**Work to complete:** Please reproduce exactly the line that carries "let store = Arc::new(Store::new(pool, Executor::default()));" and all remaining lines through the last line of the data, and write nothing else.

-=-=-=-=-

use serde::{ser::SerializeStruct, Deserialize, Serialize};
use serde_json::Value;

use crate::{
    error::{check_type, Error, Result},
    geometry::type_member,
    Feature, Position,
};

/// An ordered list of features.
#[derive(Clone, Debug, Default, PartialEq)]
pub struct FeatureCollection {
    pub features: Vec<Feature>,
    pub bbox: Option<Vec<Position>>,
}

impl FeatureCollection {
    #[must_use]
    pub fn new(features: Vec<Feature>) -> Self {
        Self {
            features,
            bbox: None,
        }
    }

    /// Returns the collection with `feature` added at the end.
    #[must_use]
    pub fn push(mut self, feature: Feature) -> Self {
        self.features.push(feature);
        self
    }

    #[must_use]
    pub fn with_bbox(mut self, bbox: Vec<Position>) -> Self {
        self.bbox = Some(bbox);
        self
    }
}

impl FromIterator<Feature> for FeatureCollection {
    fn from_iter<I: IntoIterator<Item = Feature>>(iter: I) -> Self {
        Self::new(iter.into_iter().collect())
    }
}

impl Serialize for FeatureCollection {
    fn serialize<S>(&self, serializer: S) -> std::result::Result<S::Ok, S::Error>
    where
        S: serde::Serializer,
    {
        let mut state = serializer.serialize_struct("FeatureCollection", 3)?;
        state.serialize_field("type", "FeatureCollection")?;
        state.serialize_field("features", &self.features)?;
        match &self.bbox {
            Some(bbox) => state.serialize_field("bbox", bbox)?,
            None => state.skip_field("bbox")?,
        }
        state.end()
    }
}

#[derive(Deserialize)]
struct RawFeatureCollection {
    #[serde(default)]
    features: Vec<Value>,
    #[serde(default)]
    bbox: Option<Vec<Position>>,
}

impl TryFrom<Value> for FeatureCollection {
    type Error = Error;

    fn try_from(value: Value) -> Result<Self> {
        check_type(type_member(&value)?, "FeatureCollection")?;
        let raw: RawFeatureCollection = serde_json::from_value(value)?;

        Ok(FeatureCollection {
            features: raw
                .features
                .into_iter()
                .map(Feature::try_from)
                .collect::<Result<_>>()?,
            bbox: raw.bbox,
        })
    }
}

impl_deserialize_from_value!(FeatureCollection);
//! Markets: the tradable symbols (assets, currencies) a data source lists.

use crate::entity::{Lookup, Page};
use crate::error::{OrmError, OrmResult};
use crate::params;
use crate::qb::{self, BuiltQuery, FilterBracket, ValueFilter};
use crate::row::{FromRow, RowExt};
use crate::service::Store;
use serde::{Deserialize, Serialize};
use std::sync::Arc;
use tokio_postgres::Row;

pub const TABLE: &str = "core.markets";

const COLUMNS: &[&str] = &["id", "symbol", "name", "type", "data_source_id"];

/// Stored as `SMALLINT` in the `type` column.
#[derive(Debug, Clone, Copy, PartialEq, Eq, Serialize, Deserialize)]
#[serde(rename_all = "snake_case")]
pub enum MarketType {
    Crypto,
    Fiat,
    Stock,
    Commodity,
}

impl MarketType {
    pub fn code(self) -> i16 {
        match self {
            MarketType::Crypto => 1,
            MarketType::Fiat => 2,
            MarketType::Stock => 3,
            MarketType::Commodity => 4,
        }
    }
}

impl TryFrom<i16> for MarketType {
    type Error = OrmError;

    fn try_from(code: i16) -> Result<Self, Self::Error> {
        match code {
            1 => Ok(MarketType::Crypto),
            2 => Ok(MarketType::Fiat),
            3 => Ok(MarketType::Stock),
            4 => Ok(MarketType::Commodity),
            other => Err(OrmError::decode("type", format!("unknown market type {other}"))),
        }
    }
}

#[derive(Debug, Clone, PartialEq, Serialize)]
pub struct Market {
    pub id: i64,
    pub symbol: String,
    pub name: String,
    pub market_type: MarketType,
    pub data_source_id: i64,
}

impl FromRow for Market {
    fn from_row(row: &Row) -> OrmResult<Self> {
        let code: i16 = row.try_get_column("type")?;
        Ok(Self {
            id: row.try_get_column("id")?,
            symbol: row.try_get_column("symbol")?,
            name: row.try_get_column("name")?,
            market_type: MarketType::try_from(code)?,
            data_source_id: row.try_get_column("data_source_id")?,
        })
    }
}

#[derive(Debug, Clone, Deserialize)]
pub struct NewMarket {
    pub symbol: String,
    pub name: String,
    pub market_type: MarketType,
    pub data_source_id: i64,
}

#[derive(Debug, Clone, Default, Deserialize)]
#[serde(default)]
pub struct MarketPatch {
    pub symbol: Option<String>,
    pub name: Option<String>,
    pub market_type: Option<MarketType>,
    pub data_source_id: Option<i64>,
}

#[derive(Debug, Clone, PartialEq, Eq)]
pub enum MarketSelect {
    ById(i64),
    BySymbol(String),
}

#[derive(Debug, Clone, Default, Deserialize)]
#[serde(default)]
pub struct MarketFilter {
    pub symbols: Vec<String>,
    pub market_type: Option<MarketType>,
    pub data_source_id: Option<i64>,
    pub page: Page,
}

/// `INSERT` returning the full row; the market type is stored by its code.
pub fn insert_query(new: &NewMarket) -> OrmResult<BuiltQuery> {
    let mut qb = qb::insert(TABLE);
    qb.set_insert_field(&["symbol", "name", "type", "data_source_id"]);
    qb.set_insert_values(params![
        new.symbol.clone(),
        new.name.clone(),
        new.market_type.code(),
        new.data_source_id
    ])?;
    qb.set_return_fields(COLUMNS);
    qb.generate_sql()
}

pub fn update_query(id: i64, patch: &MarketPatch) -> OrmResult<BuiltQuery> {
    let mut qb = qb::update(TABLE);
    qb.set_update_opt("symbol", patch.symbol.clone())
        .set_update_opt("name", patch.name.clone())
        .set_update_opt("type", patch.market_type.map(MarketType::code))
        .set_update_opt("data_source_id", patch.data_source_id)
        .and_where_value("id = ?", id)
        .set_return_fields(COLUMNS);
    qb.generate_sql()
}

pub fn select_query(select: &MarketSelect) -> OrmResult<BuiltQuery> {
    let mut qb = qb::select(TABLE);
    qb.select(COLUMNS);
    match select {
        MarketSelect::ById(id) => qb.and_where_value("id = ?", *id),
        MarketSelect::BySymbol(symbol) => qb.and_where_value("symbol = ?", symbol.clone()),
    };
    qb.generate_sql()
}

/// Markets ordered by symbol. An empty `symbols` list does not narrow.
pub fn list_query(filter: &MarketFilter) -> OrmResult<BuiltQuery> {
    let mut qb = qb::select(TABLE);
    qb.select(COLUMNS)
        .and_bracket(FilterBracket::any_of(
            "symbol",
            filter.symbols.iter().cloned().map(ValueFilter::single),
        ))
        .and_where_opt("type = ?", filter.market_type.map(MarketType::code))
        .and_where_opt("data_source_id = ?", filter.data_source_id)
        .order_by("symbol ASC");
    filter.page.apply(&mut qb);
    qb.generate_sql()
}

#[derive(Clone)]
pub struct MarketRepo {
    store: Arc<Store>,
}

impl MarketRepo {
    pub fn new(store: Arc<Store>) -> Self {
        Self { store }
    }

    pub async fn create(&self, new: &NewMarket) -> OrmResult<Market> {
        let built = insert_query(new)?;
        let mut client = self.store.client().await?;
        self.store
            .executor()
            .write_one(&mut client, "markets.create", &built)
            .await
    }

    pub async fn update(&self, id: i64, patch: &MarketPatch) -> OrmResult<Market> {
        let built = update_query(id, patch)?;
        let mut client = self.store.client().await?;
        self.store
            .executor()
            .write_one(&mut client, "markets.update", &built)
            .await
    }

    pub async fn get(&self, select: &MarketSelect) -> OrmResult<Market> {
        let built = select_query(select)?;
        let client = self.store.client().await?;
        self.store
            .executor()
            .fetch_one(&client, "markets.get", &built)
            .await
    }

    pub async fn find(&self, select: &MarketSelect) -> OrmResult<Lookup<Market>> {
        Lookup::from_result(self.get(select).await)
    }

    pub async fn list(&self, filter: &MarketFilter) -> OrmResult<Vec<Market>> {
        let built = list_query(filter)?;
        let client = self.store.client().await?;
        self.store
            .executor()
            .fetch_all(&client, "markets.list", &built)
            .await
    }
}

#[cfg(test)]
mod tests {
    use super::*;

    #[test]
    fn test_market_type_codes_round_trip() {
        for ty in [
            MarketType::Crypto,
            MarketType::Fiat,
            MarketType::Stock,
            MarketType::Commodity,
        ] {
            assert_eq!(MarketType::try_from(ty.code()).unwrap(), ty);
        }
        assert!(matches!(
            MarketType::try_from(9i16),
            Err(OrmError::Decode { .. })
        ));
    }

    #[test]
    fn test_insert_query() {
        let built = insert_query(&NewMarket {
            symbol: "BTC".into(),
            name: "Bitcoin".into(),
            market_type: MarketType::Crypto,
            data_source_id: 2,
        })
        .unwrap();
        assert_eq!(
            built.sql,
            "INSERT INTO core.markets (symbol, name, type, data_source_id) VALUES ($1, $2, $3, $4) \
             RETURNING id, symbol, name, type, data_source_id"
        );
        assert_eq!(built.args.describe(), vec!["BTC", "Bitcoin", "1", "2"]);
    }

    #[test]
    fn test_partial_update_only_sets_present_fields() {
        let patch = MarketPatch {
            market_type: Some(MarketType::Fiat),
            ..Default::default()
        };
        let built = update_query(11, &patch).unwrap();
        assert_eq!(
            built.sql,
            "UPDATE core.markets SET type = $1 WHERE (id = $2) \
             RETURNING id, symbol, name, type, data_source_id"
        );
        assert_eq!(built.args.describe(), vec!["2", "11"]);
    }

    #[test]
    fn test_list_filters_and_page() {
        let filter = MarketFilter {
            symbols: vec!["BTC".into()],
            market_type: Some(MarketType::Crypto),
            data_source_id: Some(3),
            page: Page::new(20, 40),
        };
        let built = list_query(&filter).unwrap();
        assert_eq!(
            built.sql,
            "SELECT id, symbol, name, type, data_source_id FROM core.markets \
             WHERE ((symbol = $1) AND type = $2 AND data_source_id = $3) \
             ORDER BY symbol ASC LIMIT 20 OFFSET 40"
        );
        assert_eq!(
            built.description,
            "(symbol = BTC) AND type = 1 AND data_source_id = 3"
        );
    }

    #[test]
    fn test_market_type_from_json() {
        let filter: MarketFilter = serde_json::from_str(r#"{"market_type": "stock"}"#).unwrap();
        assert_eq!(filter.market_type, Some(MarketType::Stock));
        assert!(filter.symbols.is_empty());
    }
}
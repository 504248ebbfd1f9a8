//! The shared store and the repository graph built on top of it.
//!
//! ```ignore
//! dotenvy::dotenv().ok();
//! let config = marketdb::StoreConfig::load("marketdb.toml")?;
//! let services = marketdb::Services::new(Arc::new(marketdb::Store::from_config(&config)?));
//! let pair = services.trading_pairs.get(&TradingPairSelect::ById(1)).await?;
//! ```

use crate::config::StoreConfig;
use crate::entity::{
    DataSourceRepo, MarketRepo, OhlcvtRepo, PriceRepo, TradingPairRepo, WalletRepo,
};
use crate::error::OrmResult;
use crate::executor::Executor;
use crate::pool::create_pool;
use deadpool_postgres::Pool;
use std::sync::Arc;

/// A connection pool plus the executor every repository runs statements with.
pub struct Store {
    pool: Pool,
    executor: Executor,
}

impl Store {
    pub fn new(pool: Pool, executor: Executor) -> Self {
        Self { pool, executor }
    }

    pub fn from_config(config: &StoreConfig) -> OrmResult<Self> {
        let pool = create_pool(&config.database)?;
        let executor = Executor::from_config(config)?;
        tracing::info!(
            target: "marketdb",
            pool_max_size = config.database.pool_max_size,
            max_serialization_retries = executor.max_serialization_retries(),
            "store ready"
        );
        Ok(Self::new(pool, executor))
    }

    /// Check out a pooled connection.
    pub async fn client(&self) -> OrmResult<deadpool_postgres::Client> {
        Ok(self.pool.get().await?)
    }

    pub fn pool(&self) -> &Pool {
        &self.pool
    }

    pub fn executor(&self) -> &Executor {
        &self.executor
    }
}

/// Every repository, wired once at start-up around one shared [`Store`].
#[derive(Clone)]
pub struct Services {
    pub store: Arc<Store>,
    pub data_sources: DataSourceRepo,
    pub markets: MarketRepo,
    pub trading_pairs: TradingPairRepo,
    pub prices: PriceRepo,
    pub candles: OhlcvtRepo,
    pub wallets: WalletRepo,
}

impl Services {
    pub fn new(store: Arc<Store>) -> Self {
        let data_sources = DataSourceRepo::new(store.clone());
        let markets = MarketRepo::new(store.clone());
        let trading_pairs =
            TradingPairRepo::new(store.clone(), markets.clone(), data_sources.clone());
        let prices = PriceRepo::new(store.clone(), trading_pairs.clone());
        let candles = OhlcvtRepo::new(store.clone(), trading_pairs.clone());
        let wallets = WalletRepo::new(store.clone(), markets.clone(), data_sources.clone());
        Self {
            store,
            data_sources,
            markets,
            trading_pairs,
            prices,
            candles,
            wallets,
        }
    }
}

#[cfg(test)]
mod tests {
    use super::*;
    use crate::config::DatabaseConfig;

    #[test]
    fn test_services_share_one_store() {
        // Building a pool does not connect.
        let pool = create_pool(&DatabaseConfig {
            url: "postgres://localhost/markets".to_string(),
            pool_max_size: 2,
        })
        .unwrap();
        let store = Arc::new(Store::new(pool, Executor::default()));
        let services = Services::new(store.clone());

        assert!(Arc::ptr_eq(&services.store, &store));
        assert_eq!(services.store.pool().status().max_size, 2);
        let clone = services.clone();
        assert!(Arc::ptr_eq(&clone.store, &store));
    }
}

-=-=-=-=-

**Solution to this exercise:**
        let store = Arc::new(Store::new(pool, Executor::default()));
        let services = Services::new(store.clone());

        assert!(Arc::ptr_eq(&services.store, &store));
        assert_eq!(services.store.pool().status().max_size, 2);
        let clone = services.clone();
        assert!(Arc::ptr_eq(&clone.store, &store));
    }
}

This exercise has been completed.